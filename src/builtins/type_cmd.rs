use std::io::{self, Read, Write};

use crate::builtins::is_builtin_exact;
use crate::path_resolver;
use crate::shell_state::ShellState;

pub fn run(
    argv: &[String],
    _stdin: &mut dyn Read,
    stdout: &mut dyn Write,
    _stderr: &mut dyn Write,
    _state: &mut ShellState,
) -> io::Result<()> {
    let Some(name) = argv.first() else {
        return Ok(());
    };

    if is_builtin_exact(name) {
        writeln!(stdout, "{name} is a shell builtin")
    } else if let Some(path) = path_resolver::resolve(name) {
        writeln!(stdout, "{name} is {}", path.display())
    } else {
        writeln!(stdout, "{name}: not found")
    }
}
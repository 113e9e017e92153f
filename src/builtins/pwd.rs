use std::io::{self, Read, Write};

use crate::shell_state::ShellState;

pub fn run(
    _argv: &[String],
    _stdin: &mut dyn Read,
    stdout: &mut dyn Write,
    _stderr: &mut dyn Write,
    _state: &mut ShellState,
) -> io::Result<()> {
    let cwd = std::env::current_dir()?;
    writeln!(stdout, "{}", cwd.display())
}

***

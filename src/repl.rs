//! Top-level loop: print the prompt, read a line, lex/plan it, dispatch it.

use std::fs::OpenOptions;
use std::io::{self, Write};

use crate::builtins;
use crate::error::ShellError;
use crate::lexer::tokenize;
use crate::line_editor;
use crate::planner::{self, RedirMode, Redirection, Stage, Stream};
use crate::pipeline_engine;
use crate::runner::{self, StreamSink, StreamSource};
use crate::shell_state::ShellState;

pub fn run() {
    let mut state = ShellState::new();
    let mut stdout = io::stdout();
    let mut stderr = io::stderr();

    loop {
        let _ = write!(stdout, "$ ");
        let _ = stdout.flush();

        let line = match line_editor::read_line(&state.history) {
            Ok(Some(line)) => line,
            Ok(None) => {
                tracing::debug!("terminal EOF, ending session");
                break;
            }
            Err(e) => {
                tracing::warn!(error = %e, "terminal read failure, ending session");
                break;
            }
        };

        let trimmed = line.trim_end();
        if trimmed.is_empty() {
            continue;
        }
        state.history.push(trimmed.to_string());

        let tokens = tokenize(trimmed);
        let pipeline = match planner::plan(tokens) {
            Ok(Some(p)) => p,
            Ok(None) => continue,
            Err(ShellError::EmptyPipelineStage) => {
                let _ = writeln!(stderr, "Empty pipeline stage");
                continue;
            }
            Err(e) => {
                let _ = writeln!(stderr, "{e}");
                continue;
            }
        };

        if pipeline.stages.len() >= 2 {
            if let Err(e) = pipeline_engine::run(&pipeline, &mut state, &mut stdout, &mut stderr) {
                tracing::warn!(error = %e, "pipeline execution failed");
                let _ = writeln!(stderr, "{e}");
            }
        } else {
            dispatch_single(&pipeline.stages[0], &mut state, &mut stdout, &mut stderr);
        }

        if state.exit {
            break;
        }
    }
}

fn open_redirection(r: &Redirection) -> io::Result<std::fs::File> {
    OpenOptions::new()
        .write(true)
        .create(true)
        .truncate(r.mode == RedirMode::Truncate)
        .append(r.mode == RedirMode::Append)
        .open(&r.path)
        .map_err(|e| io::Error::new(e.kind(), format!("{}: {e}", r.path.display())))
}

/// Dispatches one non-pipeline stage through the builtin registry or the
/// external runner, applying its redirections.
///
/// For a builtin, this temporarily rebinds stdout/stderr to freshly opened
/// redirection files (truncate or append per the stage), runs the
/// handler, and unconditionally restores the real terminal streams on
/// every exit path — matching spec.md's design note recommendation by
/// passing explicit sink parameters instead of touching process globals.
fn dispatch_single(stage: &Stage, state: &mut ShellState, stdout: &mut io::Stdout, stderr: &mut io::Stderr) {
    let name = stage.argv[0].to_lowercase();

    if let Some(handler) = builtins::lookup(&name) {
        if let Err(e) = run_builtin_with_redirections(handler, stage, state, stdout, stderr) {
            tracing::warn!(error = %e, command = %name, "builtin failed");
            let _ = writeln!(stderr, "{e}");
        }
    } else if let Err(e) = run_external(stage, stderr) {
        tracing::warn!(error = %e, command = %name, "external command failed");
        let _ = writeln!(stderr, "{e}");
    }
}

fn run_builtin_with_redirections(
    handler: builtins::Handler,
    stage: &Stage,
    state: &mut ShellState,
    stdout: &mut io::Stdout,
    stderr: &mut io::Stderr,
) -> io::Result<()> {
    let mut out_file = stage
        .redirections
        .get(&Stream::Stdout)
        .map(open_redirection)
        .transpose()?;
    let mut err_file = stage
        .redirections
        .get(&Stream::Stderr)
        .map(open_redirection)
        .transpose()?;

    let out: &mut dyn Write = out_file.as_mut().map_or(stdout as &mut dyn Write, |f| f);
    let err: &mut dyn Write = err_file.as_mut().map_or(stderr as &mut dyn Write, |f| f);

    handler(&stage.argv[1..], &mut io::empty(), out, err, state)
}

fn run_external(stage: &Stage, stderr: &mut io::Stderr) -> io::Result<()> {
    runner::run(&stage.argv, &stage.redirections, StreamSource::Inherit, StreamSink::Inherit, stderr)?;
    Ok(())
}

***

*THE PROBLEM*: Locate the lines above that contain "continue" and copy them.

*RESPONSE*:
            continue;
            Ok(None) => continue,
                continue;
                continue;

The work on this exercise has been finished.